**WHAT YOU WILL DO**
Would you return, word for word, the lines of the data below from the line with "pub fn update(&mut" through the line with "let next = self.position", and no others?

**INPUT**
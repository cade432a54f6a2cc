//! Roaming enemies.
//!
//! Enemies walk in a straight line along their heading. A blocked step turns
//! them by a quarter turn plus up to ±45° of jitter instead of stopping;
//! leaving the room bounds clamps them back and mirrors the heading.

use glam::Vec3;
use serde::{Deserialize, Serialize};
use std::f32::consts::{FRAC_PI_2, PI};
use tracing::{debug, warn};

use crate::collision::{is_blocked, Aabb, Collider};
use crate::config::SimulationConfig;
use crate::entity::{EntityId, EntityIdGenerator};
use crate::random::SeededRandom;

/// Spawn height of every actor (they rest on the floor).
pub const ACTOR_Y: f32 = 0.25;

/// Placement attempts per enemy before giving up on it.
const SPAWN_ATTEMPTS: u32 = 64;

/// Minimum spacing between freshly spawned enemies.
const SPAWN_SPACING: f32 = 1.0;

#[derive(Debug, Clone, PartialEq, Serialize, Deserialize)]
pub struct Enemy {
    pub id: EntityId,
    pub position: Vec3,
    /// Radians; the direction of travel is `(cos, 0, sin)`.
    pub heading: f32,
    pub speed: f32,
    pub alive: bool,
}

impl Enemy {
    /// Edge length of the enemy cube.
    pub const SIZE: f32 = 0.5;

    pub fn new(id: EntityId, position: Vec3, heading: f32, speed: f32) -> Self {
        Self {
            id,
            position,
            heading,
            speed,
            alive: true,
        }
    }

    #[inline]
    pub fn direction(&self) -> Vec3 {
        let (sin, cos) = self.heading.sin_cos();
        Vec3::new(cos, 0.0, sin)
    }

    /// Hit box used for shots.
    pub fn bounds(&self) -> Aabb {
        Aabb::from_center_half_extents(self.position, Vec3::splat(Self::SIZE * 0.5))
    }

    pub fn update(&mut self, dt: f32, colliders: &[Collider], rng: &mut SeededRandom, config: &SimulationConfig) {
        if !self.alive {
            return;
        }

        let next = self.position + self.direction() * self.speed * dt;
        if is_blocked(next, colliders, config.enemy_radius) {
            self.heading += FRAC_PI_2 + (rng.next() - 0.5) * FRAC_PI_2;
        } else {
            self.position = next;
        }

        let bound = config.actor_bound();
        if self.position.x.abs() > bound {
            self.position.x = bound.copysign(self.position.x);
            self.heading = PI - self.heading;
        }
        if self.position.z.abs() > bound {
            self.position.z = bound.copysign(self.position.z);
            self.heading = -self.heading;
        }
    }
}

/// Scatter `count` enemies over the room, avoiding walls and each other.
///
/// An enemy whose placement keeps failing is skipped, so the result may be
/// shorter than `count` in a crowded layout.
pub fn spawn_enemies(
    count: usize,
    speed: f32,
    colliders: &[Collider],
    ids: &mut EntityIdGenerator,
    rng: &mut SeededRandom,
    config: &SimulationConfig,
) -> Vec<Enemy> {
    let extent = config.spawn_extent() * 2.0;
    let mut enemies: Vec<Enemy> = Vec::with_capacity(count);

    for _ in 0..count {
        let spot = (0..SPAWN_ATTEMPTS).find_map(|_| {
            let candidate = Vec3::new(rng.centered(extent), ACTOR_Y, rng.centered(extent));
            let crowded = enemies
                .iter()
                .any(|e| e.position.distance(candidate) < SPAWN_SPACING);
            (!crowded && !is_blocked(candidate, colliders, config.enemy_radius)).then_some(candidate)
        });

        match spot {
            Some(position) => {
                let enemy = Enemy::new(ids.next(), position, rng.angle(), speed);
                debug!(id = enemy.id.0, x = position.x, z = position.z, "enemy spawned");
                enemies.push(enemy);
            }
            None => warn!(attempts = SPAWN_ATTEMPTS, "no free spot for enemy, skipping"),
        }
    }

    enemies
}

**ANSWER FOR THIS EXERCISE**
    pub fn update(&mut self, dt: f32, colliders: &[Collider], rng: &mut SeededRandom, config: &SimulationConfig) {
        if !self.alive {
            return;
        }

        let next = self.position + self.direction() * self.speed * dt;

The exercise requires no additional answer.